Stockage hors site et distribution
Le centre de calcul et de données scientifiques d'ITER doit garantir une disponibilité des données de 99,99%, ce qui équivaut à moins de 1 heure d'interruption par an. Pour répondre à cette exigence, au moins une copie supplémentaire de l'ensemble des données sera sauvegardée dans un centre de distribution à extraction rapide situé à l'extérieur du site, afin que chaque État membre puisse accéder immédiatement aux données dont il a besoin. Cette infrastructure est en cours de construction dans un centre de données de Marseille et devrait être pleinement opérationnelle d'ici le milieu de l'année 2024. Le centre de distribution sera raccordé au site d'ITER par deux liaisons optiques géographiquement distinctes, l'un des jeux de câbles pouvant automatiquement prendre le relais de l'autre. Ce centre sera relié à l'infrastructure de réseaux de recherche de l'Union européenne par une autre paire de systèmes de câblage redondants.

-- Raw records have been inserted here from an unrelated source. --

mod cli;

use anyhow::Result;
use clap::{Parser, Subcommand};
use deploy_tracker::config::Config;
use deploy_tracker::logging;
use deploy_tracker::remote::{HttpRemote, PushChannel, SsePushChannel};
use deploy_tracker::{AppsInput, Controller, DeleteInput, DeployInput, TrackerOptions};
use std::path::PathBuf;
use std::sync::Arc;
use std::time::Duration;

#[derive(Parser, Debug)]
#[command(name = "deployctl", version)]
#[command(about = "Deploy, change and delete platforms on the orchestrator and follow progress", long_about = None)]
struct Cli {
    /// Orchestrator base URL (overrides config)
    #[arg(long, global = true)]
    url: Option<String>,

    /// Config file to use instead of the search path
    #[arg(long, global = true)]
    config: Option<PathBuf>,

    /// Only print the final result
    #[arg(short, long, global = true, default_value_t = false)]
    quiet: bool,

    /// Also write log output to stderr
    #[arg(short, long, global = true, default_value_t = false)]
    verbose: bool,

    #[command(subcommand)]
    cmd: Command,
}

#[derive(Subcommand, Debug)]
enum Command {
    /// Deploy a platform with the selected applications
    Deploy {
        /// Applications to deploy (comma separated). Defaults to frontend,backend.
        #[arg(long, value_delimiter = ',')]
        apps: Vec<String>,

        #[arg(short, long)]
        namespace: Option<String>,

        #[arg(long)]
        branch: Option<String>,

        /// Owner email recorded on the platform
        #[arg(long)]
        email: Option<String>,
    },
    /// Add applications to an existing platform
    Add {
        #[arg(long, value_delimiter = ',', required = true)]
        apps: Vec<String>,

        #[arg(short, long)]
        namespace: Option<String>,

        #[arg(long)]
        branch: Option<String>,
    },
    /// Remove applications from an existing platform
    Remove {
        #[arg(long, value_delimiter = ',', required = true)]
        apps: Vec<String>,

        #[arg(short, long)]
        namespace: Option<String>,

        #[arg(long)]
        branch: Option<String>,
    },
    /// Delete the whole platform
    Delete {
        #[arg(short, long)]
        namespace: Option<String>,

        #[arg(long)]
        branch: Option<String>,

        /// Confirm deletion
        #[arg(long, default_value_t = false)]
        yes: bool,
    },
    /// Show one platform (the default one when no namespace is given)
    Platform { namespace: Option<String> },
    /// List all platforms
    Platforms,
    /// Diagnose configuration and orchestrator reachability
    Doctor,
}

#[tokio::main]
async fn main() -> Result<()> {
    let cli = Cli::parse();

    let (mut config, config_path) = match &cli.config {
        Some(path) => (Config::load_from(path)?, Some(path.clone())),
        None => Config::load_with_path().unwrap_or_else(|e| {
            eprintln!("Warning: failed to load config, using defaults: {e}");
            (Config::default(), None)
        }),
    };
    if let Some(url) = &cli.url {
        config.orchestrator.url = url.clone();
    }

    // Lightweight subcommand, no tracing needed.
    if let Command::Doctor = cli.cmd {
        return cli::doctor::run(&config, config_path.as_deref()).await;
    }

    config.validate()?;

    let log_dir = match logging::setup_tracing_with_settings(logging::LoggingSettings {
        level: config.logging.level.as_deref(),
        directory: config.logging.directory.as_deref(),
        retention_days: config.logging.retention_days,
        suppress_stderr: !cli.verbose,
    }) {
        Ok(path) => Some(path),
        Err(err) => {
            eprintln!("Failed to initialize logging: {err}");
            None
        }
    };

    tracing::info!("--- deployctl startup ---");
    match config_path.as_ref() {
        Some(path) => tracing::info!("Config File: {}", path.display()),
        None => tracing::info!("Config File: (default)"),
    }
    tracing::info!("Orchestrator: {}", config.orchestrator.url);
    if let Some(dir) = log_dir.as_ref() {
        tracing::info!("Log Directory: {}", dir.display());
    }

    let remote = Arc::new(HttpRemote::new(
        &config.orchestrator.url,
        config.orchestrator.request_timeout(),
    )?);

    // The push stream is long-lived, so it gets a client without a total timeout.
    let push: Option<Arc<dyn PushChannel>> = if config.orchestrator.push_enabled {
        let client = reqwest::Client::builder()
            .connect_timeout(Duration::from_secs(10))
            .build()?;
        Some(Arc::new(SsePushChannel::new(
            &config.orchestrator.url,
            &config.orchestrator.push_path,
            client,
        )))
    } else {
        None
    };

    let handle = Controller::spawn(remote.clone(), push, TrackerOptions::from_config(&config));
    let quiet = cli.quiet;

    match cli.cmd {
        Command::Deploy {
            apps,
            namespace,
            branch,
            email,
        } => {
            handle
                .deploy(DeployInput {
                    apps,
                    namespace,
                    branch,
                    user_email: email,
                })
                .await?;
            cli::operation::follow(&handle, quiet).await
        }
        Command::Add {
            apps,
            namespace,
            branch,
        } => {
            handle
                .add_apps(AppsInput {
                    apps,
                    namespace,
                    branch,
                })
                .await?;
            cli::operation::follow(&handle, quiet).await
        }
        Command::Remove {
            apps,
            namespace,
            branch,
        } => {
            handle
                .remove_apps(AppsInput {
                    apps,
                    namespace,
                    branch,
                })
                .await?;
            cli::operation::follow(&handle, quiet).await
        }
        Command::Delete {
            namespace,
            branch,
            yes,
        } => {
            // Deletion targets the apps the platform reports, so load it first.
            cli::platform::load(&handle, namespace.clone()).await?;
            handle
                .delete_platform(DeleteInput {
                    namespace,
                    branch,
                    confirm: yes,
                })
                .await?;
            cli::operation::follow(&handle, quiet).await
        }
        Command::Platform { namespace } => {
            let record = cli::platform::load(&handle, namespace).await?;
            cli::platform::print_record(&record);
            Ok(())
        }
        Command::Platforms => cli::platform::list(remote.as_ref()).await,
        Command::Doctor => Ok(()),
    }
}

« Nous organisons des réunions de coordination avec d'autres organisations relevant des Membres d'ITER car nous utilisons les mêmes réseaux de recherche, qui constituent l'épine dorsale de l'internet scientifique », souligne David Fernandez, le responsable de la section Système et opérations informatiques.

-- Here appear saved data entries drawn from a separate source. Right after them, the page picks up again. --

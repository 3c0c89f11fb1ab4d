use thiserror::Error;

/// Input problems caught before any network call.
#[derive(Debug, Clone, PartialEq, Eq, Error)]
pub enum ValidationError {
    #[error("Namespace is required")]
    MissingNamespace,
    #[error("Select at least one application")]
    EmptySelection,
    #[error("Platform deletion must be confirmed")]
    DeleteNotConfirmed,
    #[error("No platform to delete")]
    NoPlatformToDelete,
}

/// Why an action entry point refused to start an operation.
#[derive(Debug, Clone, PartialEq, Eq, Error)]
pub enum ActionError {
    #[error("Another operation or platform refresh is in progress")]
    Busy,
    #[error(transparent)]
    Validation(#[from] ValidationError),
    #[error("tracker is no longer running")]
    Stopped,
}

/// Failure talking to the orchestration service.
#[derive(Debug, Clone, PartialEq, Eq, Error)]
pub enum RemoteError {
    #[error("request failed: {0}")]
    Transport(String),
    #[error("server returned {status}: {message}")]
    Status { status: u16, message: String },
    #[error("unexpected response: {0}")]
    Decode(String),
}

impl RemoteError {
    /// Text shown to the user after the status prefix.
    pub fn message(&self) -> &str {
        match self {
            Self::Transport(msg) | Self::Decode(msg) => msg,
            Self::Status { message, .. } => message,
        }
    }

    /// Build a status error from a response body, preferring the payload's
    /// `error` (or `message`) field over the raw text.
    pub fn from_body(status: u16, body: &str) -> Self {
        let from_json = serde_json::from_str::<serde_json::Value>(body)
            .ok()
            .and_then(|v| {
                v.get("error")
                    .or_else(|| v.get("message"))
                    .and_then(|m| m.as_str())
                    .map(String::from)
            });
        let message = match from_json {
            Some(msg) if !msg.trim().is_empty() => msg,
            _ if !body.trim().is_empty() => body.trim().to_string(),
            _ => format!("HTTP {status}"),
        };
        Self::Status { status, message }
    }
}

impl From<reqwest::Error> for RemoteError {
    fn from(err: reqwest::Error) -> Self {
        if err.is_decode() {
            Self::Decode(err.to_string())
        } else {
            Self::Transport(err.to_string())
        }
    }
}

Le centre de distribution constituera une plaque tournante pour l'ensemble du trafic de données continental et intercontinental, mais également pour tous les fournisseurs de service du cloud, qui hébergeront certaines applications et pourront fournir de la puissance de calcul supplémentaire en fonction des besoins.
« Il y a un an, nous avons finalisé le premier test d'intégration des clusters de calcul de notre site avec Google Cloud et Microsoft Azure, ajoute Peter Kroul. Et l'essai a été concluant : nous sommes parvenus à intégrer notre installation directement dans ces opérateurs du cloud de manière à pouvoir transférer certaines tâches de calcul vers des services externes, et à le faire de manière transparente pour les scientifiques utilisateurs des données. Nous l'avons fait avec Google et avec Microsoft, avec d'excellents résultats. La vitesse était quasiment identique, et parfois même supérieure, à celle d'un service disponible localement, alors même que nous avions dû transférer la tâche vers Google ou Microsoft dans le cloud, faire tourner les ressources puis attendre le retour. Google nous a permis d'effectuer plusieurs calculs massifs réalisés par plus de 5000 processeurs situés dans le cloud, ce qui nous a économisé plusieurs mois de ressources et de travail sur site. »

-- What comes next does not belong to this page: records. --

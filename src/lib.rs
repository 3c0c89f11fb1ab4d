pub mod config;
pub mod controller;
pub mod engine;
pub mod error;
pub mod log_lines;
pub mod logging;
pub mod paths;
pub mod progress;
pub mod remote;
pub mod steps;

pub use controller::{
    AppsInput, Controller, DeleteInput, DeployInput, TrackerHandle, TrackerOptions, TrackerView,
};
pub use engine::Phase;
pub use error::{ActionError, RemoteError, ValidationError};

Bien qu'il génère un coût supplémentaire, le cloud est pratique et simple à utiliser, en fonction des besoins, et il nous apporte une capacité additionnelle hybride pour les tâches de calcul réalisées localement. Si la charge de calcul est trop importante ou si les chercheurs n'ont pas le temps d'attendre que des ressources de calcul performantes soient disponibles localement, nous pouvons transférer la tâche vers le cloud.
Extraction rapide et analyses intensives
Un débit de données d'au moins 50 gigaoctets par seconde est prévu pour la phase de fonctionnement deutérium-tritium. Mais un débit encore plus élevé pourrait s'avérer nécessaire avec l'évolution des caméras et des capteurs, qui produiront des volumes de données beaucoup plus importants que ceux prévus lors des premières phases du programme. Le débit d'extraction des données devra être au moins aussi élevé que le débit de stockage.
« Une fois que nous serons raccordés à Marseille, nous pourrons commencer à mettre le système à l'épreuve , poursuit David Fernandez. Pour cela, nous réaliserons des tests visant à démontrer qu'il est possible de dupliquer des données vers le centre de données externe en respectant les contraintes de temps. Nous tenterons aussi de mettre à l'épreuve les systèmes transatlantiques lorsque nous disposerons d'une connexion à grande vitesse aux réseaux de recherche internationaux. Ces tests seront réalisés avec plusieurs partenaires. À ce jour, ces partenaires sont le réseau ESnet [Energy Sciences Network] et l'agence domestique des États-Unis, US ITER. »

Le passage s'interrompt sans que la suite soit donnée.